Saturday, July 31, 2010

Crime of the Week

Crime and context.

853 N. Los Robles Ave., Pasadena

Some crimes would be less heinous in a different context. This disastrous and ill-maintained eyesore is smack dab in the middle of a Pasadena neighborhood of Craftsman and other early 20th-century houses, just north of the 210 Freeway.

The context

Admittedly, the neighboring structures are not necessarily in pristine condition, but at least they are appropriate to the streetscape.

In the same block

Given the context, there's no excuse for the blatant and egregious nature of the crime at hand.

Friday, July 30, 2010

The Hollywood Sign Hotel

Best idea for the Hollywood sign, ever.


Danish architectural firm Bayarch has come up with a way to make the Hollywood sign not only accessible but also profitable (and, evidently, not so linearly challenged).
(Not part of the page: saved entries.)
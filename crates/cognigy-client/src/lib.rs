//! Client for the Cognigy socket endpoint.
//!
//! A [`Session`] resolves credentials, runs the connect/`init` handshake, then
//! exchanges events with a flow until it is closed. Submodules:
//!
//! - `credentials`: token resolution, including the `/loginDevice` exchange.
//! - `transport`: the duplex event channel and its Socket.IO and in-memory bindings.
//! - `state`: the connection state machine and inactivity expiry.
//! - `dispatcher`: classification and routing of inbound events.
//! - `session`: the public command surface.

pub mod config;
mod correlation;
pub mod credentials;
pub mod dispatcher;
pub mod error;
mod handshake;
pub mod session;
pub mod state;
pub mod transport;

pub use config::{EarlyEvents, HandshakeMode, SessionConfig};
pub use credentials::{CredentialResolver, Credentials, Token};
pub use dispatcher::classify;
pub use error::{AuthError, Error};
pub use session::Session;
pub use state::ConnectionState;
pub use transport::{
    Channel, Connection, OpenRequest, ProtocolOptions, SocketIoTransport, Transport,
    TransportError, TransportKind, TransportSignal,
};
//! The prompt loop for one session.

use crate::command::{self, Line};
use anyhow::Context;
use cognigy_client::{Error, Session};
use std::future::Future;
use tokio::io::{AsyncBufRead, Lines};
use tokio::sync::mpsc;
use tracing::info;

/// Why a session's input loop ended.
#[derive(Debug, PartialEq)]
pub enum Exit {
    Quit,
    /// The backend dropped the session.
    Terminated(String),
    /// The session sat idle past its expiry. Carries the line that found it
    /// expired, to be replayed on the replacement session.
    Expired(Line),
}

pub async fn run_line(session: &Session, line: Line) -> Result<(), Error> {
    match line {
        Line::Empty | Line::Quit => {}
        Line::Message(text) => session.send_message(text).await?,
        Line::ResetState => session.reset_state().await?,
        Line::ResetContext => session.reset_context().await?,
        Line::ResetFlow { flow, language } => {
            let language = language.unwrap_or_else(|| session.config().language.clone());
            session.reset_flow(flow, language, None).await?
        }
        Line::InjectContext(payload) => {
            let context = session.inject_context(payload).await?;
            println!("context> {context}");
        }
        Line::InjectState(payload) => {
            let state = session.inject_state(payload).await?;
            println!("state> {state}");
        }
    }
    Ok(())
}

/// Reads lines into `session` until the user quits, the backend drops the
/// session, or a line arrives after the session expired.
pub async fn chat<R, S>(
    session: &Session,
    terminated: &mut mpsc::UnboundedReceiver<String>,
    lines: &mut Lines<R>,
    shutdown: &mut S,
) -> anyhow::Result<Exit>
where
    R: AsyncBufRead + Unpin,
    S: Future<Output = ()> + Unpin,
{
    loop {
        tokio::select! {
            line = lines.next_line() => {
                let Some(line) = line.context("Failed to read stdin")? else {
                    return Ok(Exit::Quit);
                };
                let line = match command::parse(&line) {
                    Ok(Line::Quit) => return Ok(Exit::Quit),
                    Ok(line) => line,
                    Err(e) => {
                        eprintln!("error> {e}");
                        continue;
                    }
                };
                if session.is_expired() {
                    info!("Session expired while idle.");
                    return Ok(Exit::Expired(line));
                }
                if let Err(e) = run_line(session, line).await {
                    eprintln!("error> {e}");
                }
            }
            Some(reason) = terminated.recv() => return Ok(Exit::Terminated(reason)),
            _ = &mut *shutdown => return Ok(Exit::Quit),
        }
    }
}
Introducing the Hollywood Sign Hotel.

The Hollywood Sign Hotel.

The concept is appealing on many levels. Not only would the "sign" now be lit and glowing at night, but tourists would be able to get up-close-and-personal with the celebrated icon. A lucky (and monied) few would actually get to stay there.

Revenues generated from paying guests would easily offset the maintenance costs of the storied monument.

How about those views?

Bayarch was founded in 1966 by Christian Bay-Jørgensen, who once appeared in a now-kitschy advert for Prince cigarettes.

He's a modernist, with an impressive international portfolio of built projects. I say let's build this one.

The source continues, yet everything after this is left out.